But this time your borrowings are at a real reduced rate of interest, to pay your bills off more rapidly. Banks, credit unions, finance companies and other lenders grant consolidation loans so that people can pay off a car, credit cards, medical expenses, student loans or whatever outstanding debt a consumer owes.
Once decided to go in for consolidation of your debt, the next juncture is to decide upon the form in which you will take the consolidation loan. A good number of debt consolidation loans are available in form of home equity loans. Another option that is usually handy is the zero percent credit cards. Some of the loans are also provided in the shape of personal loan, which sometimes are at an enormously high rate of interest. It is recommended to not to go in for this kind of a loan .The reason is already stated earlier i.e., you are basically taking a loan to get rid of past debts which had a higher rate of interest. So this time no doubt you have to look for lower rate of interests.

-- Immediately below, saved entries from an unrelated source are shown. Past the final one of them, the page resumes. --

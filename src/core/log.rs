use crate::db::log::{LogRow, load_log};
use crate::db::pool::DbPool;
use crate::errors::AppResult;
use crate::utils::formatting::strip_ansi;
use ansi_term::Colour;

const OP_MAX_WIDTH: usize = 60;

/// ANSI colour for an operation name.
fn color_for_operation(op: &str) -> Colour {
    match op {
        "login" => Colour::Green,
        "logout" => Colour::Red,
        "clock-in" | "clock-out" => Colour::Cyan,
        "lunch-start" | "lunch-end" => Colour::Yellow,
        "migration_applied" => Colour::Purple,
        "init" => Colour::RGB(255, 153, 51),
        _ => Colour::White,
    }
}

fn op_target(row: &LogRow) -> String {
    if row.target.is_empty() {
        row.operation.clone()
    } else {
        format!("{} ({})", row.operation, row.target)
    }
}

/// Cut to `max` visible chars, keeping only the operation word coloured.
fn render_op(row: &LogRow, max: usize) -> String {
    let color = color_for_operation(&row.operation);
    let visible = op_target(row);
    let visible = if visible.chars().count() > max {
        let mut s: String = visible.chars().take(max.saturating_sub(3)).collect();
        s.push_str("...");
        s
    } else {
        visible
    };

    match visible.split_once(' ') {
        Some((op, rest)) => format!("{} {}", color.paint(op), rest),
        None => color.paint(visible.as_str()).to_string(),
    }
}

fn display_date(raw: &str) -> String {
    chrono::DateTime::parse_from_rfc3339(raw)
        .map(|dt| dt.format("%FT%T%:z").to_string())
        .unwrap_or_else(|_| raw.to_string())
}

pub struct LogLogic;

impl LogLogic {
    /// Lines of the internal log, formatted for the terminal.
    pub fn render(pool: &DbPool) -> AppResult<Vec<String>> {
        let rows = load_log(&pool.conn)?;
        if rows.is_empty() {
            return Ok(Vec::new());
        }

        let op_w = rows
            .iter()
            .map(|r| op_target(r).chars().count())
            .max()
            .unwrap_or(10)
            .min(OP_MAX_WIDTH);
        let id_w = rows
            .iter()
            .map(|r| r.id.to_string().len())
            .max()
            .unwrap_or(1);
        let dates: Vec<String> = rows.iter().map(|r| display_date(&r.date)).collect();
        let date_w = dates.iter().map(|d| d.len()).max().unwrap_or(0);

        let lines = rows
            .iter()
            .zip(dates)
            .map(|(row, date)| {
                let op = render_op(row, OP_MAX_WIDTH);
                let padding = " ".repeat(op_w.saturating_sub(strip_ansi(&op).chars().count()));
                format!(
                    "{:>id_w$}: {:<date_w$} | {}{} => {}",
                    row.id,
                    date,
                    op,
                    padding,
                    row.message,
                    id_w = id_w,
                    date_w = date_w
                )
            })
            .collect();

        Ok(lines)
    }

    pub fn print_log(pool: &DbPool) -> AppResult<()> {
        let lines = Self::render(pool)?;
        println!("📜 Internal log:\n");
        for line in lines {
            println!("{line}");
        }
        Ok(())
    }
}

#[cfg(test)]
mod tests {
    use super::*;
    use crate::db::log::ttlog;

    #[test]
    fn long_targets_are_truncated() {
        let row = LogRow {
            id: 1,
            date: String::new(),
            operation: "login".into(),
            target: "x".repeat(100),
            message: String::new(),
        };
        let out = strip_ansi(&render_op(&row, 20));
        assert_eq!(out.chars().count(), 20);
        assert!(out.ends_with("..."));
        assert!(out.starts_with("login ("));
    }

    #[test]
    fn rendered_lines_have_no_ansi_in_message() {
        let pool = DbPool::in_memory().unwrap();
        ttlog(&pool.conn, "login", "u1", "Logged in").unwrap();
        let lines = LogLogic::render(&pool).unwrap();
        let last = strip_ansi(lines.last().unwrap());
        assert!(last.contains("login (u1)"));
        assert!(last.ends_with("=> Logged in"));
    }
}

Deciding upon a consolidation loan requires utmost care and vigilance on certain issues. It can be really dangerous if you aren't paying the due attention.
You need to be particular about the fact that the rate of interest charged from you is not higher than the total APR.
You are also required to keep a vigil on the lender. This is because some unprincipled lenders indict huge upfront fee, without letting you know about it, which is illegal. This way they reverse the whole motive behind taking the loan.
Another thing to be observed while taking a consolidation loan is, to check that the loan amount is the amount desired by you. Sometimes these lenders merge up their fee into the loan payment, so as to hide it. This way you will loose money and will not be able to close the account.
Make it a point to close all the accounts that you have paid off with your debt consolidation loan, so that you don't go on with the balance again. This way you would pay double the amount you were to pay earlier.
Plus, if you've already gone in for much debt, and looking for more as a solution, odds are you won't make the grade for the very low interest rates you see advertised. Those generally go to people with astral credit ratings
Consolidation loan is a highly ambiguous word, a mere reference of the word makes you feel as if your debt is going to be reduced without any doubts. But there is nothing like that. The debt was yours and is definitely going to be paid by you, though the payment will be consolidated into one, to one lender in place of many.
So, just check the complete math behind the lender's calculations. You never know that instead of saving upon your money you end up paying more...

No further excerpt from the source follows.